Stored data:
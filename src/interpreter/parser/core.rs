use crate::{
    ast::Node,
    error::ParseError,
    interpreter::lexer::{Spanned, Token},
};

pub type ParseResult<T> = Result<T, ParseError>;

/// Deepest nesting of lines, operands and boolean terms the parser follows.
pub const MAX_NESTING: usize = 128;

/// A grammar production: consumes tokens on success, reports what it
/// expected on failure.
pub type Production<'t> = fn(&mut Parser<'t>) -> ParseResult<Node>;

/// An ordered-choice, backtracking recursive-descent parser.
///
/// The parser keeps a cursor into the token sequence and an explicit stack of
/// saved cursor positions. Entering an alternative pushes the cursor; if the
/// alternative fails the cursor is restored from the stack and the next
/// alternative is tried, and if it succeeds the saved position is discarded.
/// The first alternative that succeeds wins, so the order of alternatives is
/// part of the grammar.
///
/// The token slice is expected to end with [`Token::Eof`], as produced by
/// [`tokenize`](crate::interpreter::lexer::tokenize).
pub struct Parser<'t> {
    pub(in crate::interpreter::parser) tokens:   &'t [Spanned],
    pub(in crate::interpreter::parser) cursor:   usize,
    saved:                                       Vec<usize>,
    depth:                                       usize,
    /// Deepest failure seen so far, reported when the whole parse fails.
    pub(in crate::interpreter::parser) furthest: Option<ParseError>,
    /// Set once nesting exceeds [`MAX_NESTING`]; fails every later production.
    too_deep:                                    Option<ParseError>,
}

impl<'t> Parser<'t> {
    /// Creates a parser positioned at the first token.
    #[must_use]
    pub const fn new(tokens: &'t [Spanned]) -> Self {
        Self { tokens,
               cursor: 0,
               saved: Vec::new(),
               depth: 0,
               furthest: None,
               too_deep: None }
    }

    /// Parses exactly one line and requires the input to end after it.
    ///
    /// On failure the error describes the furthest point any alternative
    /// reached, which is where the input actually stopped making sense.
    ///
    /// # Example
    /// ```
    /// use sapphire::interpreter::{lexer::tokenize, parser::core::Parser};
    ///
    /// let tokens = tokenize("x :- 1 + 2").unwrap();
    /// let node = Parser::new(&tokens).parse_program().unwrap();
    ///
    /// assert_eq!(node.to_string(), "[x <- (+ 1 2)]");
    /// ```
    ///
    /// # Errors
    /// - [`ParseError::TooDeep`] if the input nests more than [`MAX_NESTING`]
    ///   levels anywhere.
    /// - [`ParseError::Expected`] if no line can be parsed or tokens remain
    ///   after it.
    pub fn parse_program(&mut self) -> ParseResult<Node> {
        let result = match self.parse_line() {
            Ok(node) => self.eat(&Token::Eof).map(|_| node),
            Err(error) => Err(error),
        };

        if let Some(error) = self.too_deep.take() {
            return Err(error);
        }
        result.map_err(|error| self.furthest.take().unwrap_or(error))
    }

    /// Parses the next complete line.
    ///
    /// Grammar:
    /// ```text
    ///     line := block | call | conditional | assignment | boolean | expression
    /// ```
    ///
    /// # Errors
    /// Returns [`ParseError::Expected`] if none of the alternatives match.
    pub fn parse_line(&mut self) -> ParseResult<Node> {
        self.nested(|parser| {
                parser.choice("a line",
                              &[Self::parse_block,
                                Self::parse_call,
                                Self::parse_conditional,
                                Self::parse_assignment,
                                Self::parse_boolean,
                                Self::parse_expression])
            })
    }

    /// Runs `production` one nesting level deeper.
    ///
    /// Past [`MAX_NESTING`] levels the parse is abandoned: this and every
    /// later call fails with [`ParseError::TooDeep`], so backtracking cannot
    /// retry its way around the limit.
    pub(in crate::interpreter::parser) fn nested(&mut self,
                                                 production: impl FnOnce(&mut Self)
                                                                         -> ParseResult<Node>)
                                                 -> ParseResult<Node> {
        if self.depth >= MAX_NESTING || self.too_deep.is_some() {
            let error = ParseError::TooDeep { limit: MAX_NESTING,
                                              line:  self.current_line(), };
            return Err(self.too_deep.get_or_insert(error).clone());
        }

        self.depth += 1;
        let result = production(self);
        self.depth -= 1;
        result
    }

    /// Tries each alternative in order and returns the first success.
    ///
    /// Every alternative starts from the same cursor position. When all of
    /// them fail, the error names `expected` at that position.
    pub(in crate::interpreter::parser) fn choice(&mut self,
                                                 expected: &str,
                                                 alternatives: &[Production<'t>])
                                                 -> ParseResult<Node> {
        for alternative in alternatives {
            if let Ok(node) = self.attempt(*alternative) {
                return Ok(node);
            }
        }
        Err(self.expected(expected))
    }

    /// Runs `production`, rolling the cursor back if it fails.
    pub(in crate::interpreter::parser) fn attempt<T>(&mut self,
                                                     production: impl FnOnce(&mut Self)
                                                                             -> ParseResult<T>)
                                                     -> ParseResult<T> {
        self.save();
        let result = production(self);
        if result.is_ok() {
            self.commit();
        } else {
            self.restore();
        }
        result
    }

    fn save(&mut self) {
        self.saved.push(self.cursor);
    }

    fn restore(&mut self) {
        if let Some(position) = self.saved.pop() {
            self.cursor = position;
        }
    }

    fn commit(&mut self) {
        self.saved.pop();
    }
}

■ WORK REQUIRED: Working through the records above, copy each line in which "lexer" is found.

■ SOLUTION TO THIS PROBLEM:
    interpreter::lexer::{Spanned, Token},
/// [`tokenize`](crate::interpreter::lexer::tokenize).
    /// use sapphire::interpreter::{lexer::tokenize, parser::core::Parser};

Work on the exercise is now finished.